Despite my best efforts at mind over matter and the best efforts of the sun, it stayed that way until the last hour of the walk when the cloud finally pushed far enough south for the sun to come out.

As you may know if you’ve read my Black Mountains posts most of the ridges are broad and flat. This ridge is one of the few narrower ones and is a quality way to reach the summit of Waun Fach. I’ve actually skied up and down this ridge on New Years Day a couple of years ago.


Y Grib ridge

As usual for an early Saturday morning the area seemed deserted and I didn’t see anyone until on my down from the summit. The views across the Wye Valley bathed in sunshine and with a blanket of low-lying mist were enchanting and it kind of made up for the feeling it was sunny everywhere but where I was (I even had shorts on!).

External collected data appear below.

#![no_std]
#![no_main]

use embassy_executor::Spawner;
use embassy_net::{
    Runner, StackResources,
    dns::DnsSocket,
    tcp::client::{TcpClient, TcpClientState},
};
use embassy_time::{Duration, Timer};
use esp_alloc as _;
use esp_backtrace as _;
use esp_hal::{rng::Rng, timer::timg::TimerGroup};
use esp_radio::{Controller, wifi::WifiDevice};

use roomsense::{
    config::Config,
    display::Ssd1306Panel,
    hardware::{self, Bme280Sensor, SSD1306Hardware},
    net::{self, HTTP_PORT, TcpListener, WifiLink},
    scheduler::{Devices, Scheduler},
    uplink::HttpUplink,
};

const SOCKET_BUFFER: usize = 2048;
const CLIENT_BUFFER: usize = 1024;

esp_bootloader_esp_idf::esp_app_desc!();

macro_rules! mk_static {
    ($t:ty,$val:expr) => {{
        static STATIC_CELL: static_cell::StaticCell<$t> = static_cell::StaticCell::new();
        #[deny(unused_attributes)]
        let x = STATIC_CELL.uninit().write(($val));
        x
    }};
}

#[embassy_executor::task]
async fn net_task(mut runner: Runner<'static, WifiDevice<'static>>) {
    runner.run().await
}

async fn park() -> ! {
    loop {
        Timer::after(Duration::from_secs(1)).await;
    }
}

#[esp_rtos::main]
async fn main(spawner: Spawner) {
    esp_println::logger::init_logger_from_env();
    let peripherals = esp_hal::init(esp_hal::Config::default());
    esp_alloc::heap_allocator!(size: 72 * 1024);

    esp_println::println!("=== Roomsense ===");

    // Initialize RTOS timer for embassy
    let timg0 = TimerGroup::new(peripherals.TIMG0);
    esp_rtos::start(timg0.timer0);

    let config = match Config::from_env() {
        Ok(config) => config,
        Err(e) => {
            esp_println::println!("[ERROR] {}", e);
            park().await
        }
    };

    // BME280 on GPIO8 (SDA) / GPIO9 (SCL)
    let mut sensor = Bme280Sensor::new(peripherals.I2C0, peripherals.GPIO8, peripherals.GPIO9)
        .expect("I2C0 config");
    // A missing sensor is retried on every read
    let _ = sensor.init();

    // SSD1306 on GPIO2 (SDA) / GPIO1 (SCL), address 0x3C
    let bus = SSD1306Hardware::new(peripherals.I2C1, peripherals.GPIO2, peripherals.GPIO1)
        .expect("I2C1 config");
    let display = match Ssd1306Panel::new(bus) {
        Ok(display) => display,
        Err(e) => {
            esp_println::println!("[ERROR] display init failed: {}", e);
            park().await
        }
    };

    let buttons =
        hardware::button_inputs(peripherals.GPIO0, peripherals.GPIO12, peripherals.GPIO13);

    let radio = &*mk_static!(Controller<'static>, esp_radio::init().expect("radio init"));
    let (mut controller, interfaces) =
        esp_radio::wifi::new(radio, peripherals.WIFI, Default::default()).expect("wifi init");

    let rng = Rng::new();
    let seed = (rng.random() as u64) << 32 | rng.random() as u64;
    let (stack, runner) = embassy_net::new(
        interfaces.sta,
        embassy_net::Config::dhcpv4(Default::default()),
        mk_static!(StackResources<4>, StackResources::<4>::new()),
        seed,
    );
    if let Err(e) = spawner.spawn(net_task(runner)) {
        esp_println::println!("[ERROR] Failed to spawn net task: {:?}", e);
        park().await
    }

    net::join(&mut controller, config.wifi_ssid, config.wifi_pass).await;
    net::wait_for_ip(stack).await;

    let tcp_state = mk_static!(
        TcpClientState<1, CLIENT_BUFFER, CLIENT_BUFFER>,
        TcpClientState::new()
    );
    let tcp_client = mk_static!(
        TcpClient<'static, 1, CLIENT_BUFFER, CLIENT_BUFFER>,
        TcpClient::new(stack, tcp_state)
    );
    tcp_client.set_timeout(Some(config.net_timeout));
    let dns_socket = mk_static!(DnsSocket<'static>, DnsSocket::new(stack));
    let listener = TcpListener::new(
        stack,
        mk_static!([u8; SOCKET_BUFFER], [0; SOCKET_BUFFER]),
        mk_static!([u8; SOCKET_BUFFER], [0; SOCKET_BUFFER]),
        HTTP_PORT,
    );

    let mut scheduler = Scheduler::new(
        &config,
        Devices {
            buttons,
            sensor,
            display,
            uplink: HttpUplink::new(&*tcp_client, &*dns_socket, &config),
            listener,
            link: WifiLink::new(stack, controller),
        },
    );
    scheduler.run().await
}
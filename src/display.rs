use embedded_graphics::{
    mono_font::{
        MonoFont, MonoTextStyle, MonoTextStyleBuilder,
        iso_8859_1::{FONT_6X10, FONT_9X15},
    },
    pixelcolor::BinaryColor,
    prelude::*,
    primitives::{Line, PrimitiveStyle},
    text::{Alignment, Baseline, Text, TextStyleBuilder},
};
use esp_hal::i2c::master::I2c;
use ssd1306::{
    I2CDisplayInterface, Ssd1306, mode::BufferedGraphicsMode, prelude::*,
};

use crate::error::DisplayError;
use crate::hardware::SSD1306Hardware;
use crate::model::{DisplayState, Field, Label, Tone};
use crate::traits::DisplaySink;

const WIDTH: i32 = 128;
const TOP_RULE_Y: i32 = 11;
const MAIN_ROW_Y: i32 = 15;
const MID_RULE_Y: i32 = 33;
const STATUS_ROW_Y: i32 = 37;
const FOOTER_ROW_Y: i32 = 50;

type Panel<'a> = Ssd1306<
    I2CInterface<I2c<'a, esp_hal::Blocking>>,
    DisplaySize128x64,
    BufferedGraphicsMode<DisplaySize128x64>,
>;

/// 128x64 monochrome OLED, mounted upside down
pub struct Ssd1306Panel<'a> {
    display: Panel<'a>,
    on: bool,
}

impl<'a> Ssd1306Panel<'a> {
    pub fn new(hw: SSD1306Hardware<'a>) -> Result<Self, DisplayError> {
        log::info!("[DISPLAY] Initializing SSD1306");
        let interface = I2CDisplayInterface::new(hw.i2c);
        let mut display = Ssd1306::new(interface, DisplaySize128x64, DisplayRotation::Rotate180)
            .into_buffered_graphics_mode();
        display.init().map_err(|_| DisplayError::Bus)?;
        display.clear_buffer();
        display.flush().map_err(|_| DisplayError::Bus)?;
        Ok(Self { display, on: true })
    }

    fn style(font: &'static MonoFont<'static>, tone: Tone) -> MonoTextStyle<'static, BinaryColor> {
        let builder = MonoTextStyleBuilder::new().font(font);
        match tone {
            Tone::Bad => builder
                .text_color(BinaryColor::Off)
                .background_color(BinaryColor::On)
                .build(),
            Tone::Main | Tone::Accent | Tone::Good => builder.text_color(BinaryColor::On).build(),
        }
    }

    fn label(
        &mut self,
        label: &Label,
        font: &'static MonoFont<'static>,
        at: Point,
        alignment: Alignment,
    ) -> Result<(), DisplayError> {
        let layout = TextStyleBuilder::new()
            .baseline(Baseline::Top)
            .alignment(alignment)
            .build();
        Text::with_text_style(&label.text, at, Self::style(font, label.tone), layout)
            .draw(&mut self.display)
            .map_err(|_| DisplayError::Draw)?;
        Ok(())
    }

    fn rule(&mut self, y: i32) -> Result<(), DisplayError> {
        Line::new(Point::new(0, y), Point::new(WIDTH - 1, y))
            .into_styled(PrimitiveStyle::with_stroke(BinaryColor::On, 1))
            .draw(&mut self.display)
            .map_err(|_| DisplayError::Draw)
    }

    fn draw(&mut self, state: &DisplayState) -> Result<(), DisplayError> {
        self.display.clear_buffer();

        self.label(&state.time, &FONT_6X10, Point::new(0, 0), Alignment::Left)?;
        self.label(&state.date, &FONT_6X10, Point::new(WIDTH - 1, 0), Alignment::Right)?;
        self.rule(TOP_RULE_Y)?;

        self.label(&state.temperature, &FONT_9X15, Point::new(0, MAIN_ROW_Y), Alignment::Left)?;
        self.label(
            &state.humidity,
            &FONT_9X15,
            Point::new(WIDTH - 1, MAIN_ROW_Y),
            Alignment::Right,
        )?;
        self.rule(MID_RULE_Y)?;

        Text::with_baseline(
            "Sending:",
            Point::new(0, STATUS_ROW_Y),
            Self::style(&FONT_6X10, Tone::Main),
            Baseline::Top,
        )
        .draw(&mut self.display)
        .map_err(|_| DisplayError::Draw)?;
        self.label(&state.send_status, &FONT_6X10, Point::new(54, STATUS_ROW_Y), Alignment::Left)?;
        self.label(&state.footer, &FONT_6X10, Point::new(0, FOOTER_ROW_Y), Alignment::Left)?;

        self.display.flush().map_err(|_| DisplayError::Bus)
    }
}

impl DisplaySink for Ssd1306Panel<'_> {
    fn render(&mut self, state: &DisplayState, changed: Field) -> Result<(), DisplayError> {
        log::debug!("[DISPLAY] redraw after {:?}", changed);
        self.draw(state)
    }

    fn set_brightness(&mut self, level: f32) -> Result<(), DisplayError> {
        if level <= 0.0 {
            self.on = false;
            return self.display.set_display_on(false).map_err(|_| DisplayError::Bus);
        }
        let contrast = (level.min(1.0) * 255.0) as u8;
        let precharge = if level >= 0.5 { 2 } else { 1 };
        self.display
            .set_brightness(Brightness::custom(precharge, contrast))
            .map_err(|_| DisplayError::Bus)?;
        if !self.on {
            self.on = true;
            self.display.set_display_on(true).map_err(|_| DisplayError::Bus)?;
        }
        Ok(())
    }
}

Y Grib, Mynydd Troed and Wye Valley

Still it’s a fine walk up the ridge and I made swift progress, waiting for a pause when I thought the sun might come out so I could stop for lunch. It didn’t so I kept going.

Once up on the main ridge to the summit the going gets a little boggier and the summit of Waun Fach is particularly oozy mess.


Waun Fach summit

Having been to the top numerous times I declined the usual coating of black goo on my boots and pressed on down towards Pen Trumau. It remained frustratingly cloudy but it was peaceful and I enjoyed the easy stroll. I gave up waiting for the sun to come out just above the col as I was starving and had a long leisurely brunch with a large caterpillar for company.


Mynydd Troed


My lunchtime companion

I had half an idea to try to cross the valley and take in Mynydd Troed but I wasn’t sure if there was a route through the farmland to the open country. I thought I’d save that for another day. Mynydd Troed was my first proper hill when I was 10. We were on a school camping trip (my first time in a tent come to think of it) at Talgarth and we climbed it on a truly awful day but I guess that’s when the bug must have first bit me as I loved every minute. Our teacher even convinced us it was volcano and the small depression where trig point sat was the crater. Adults can be cruel.

I watched a huge group of walkers approach me on the path to the col and then strike off abruptly to climb Pen Trumau directly. The slopes round here are heavily vegetated and they made extremely slow progress. Perhaps I needed a shower.

As I headed down into the valley and started back towards the car the sun eventually came out and the day was transformed.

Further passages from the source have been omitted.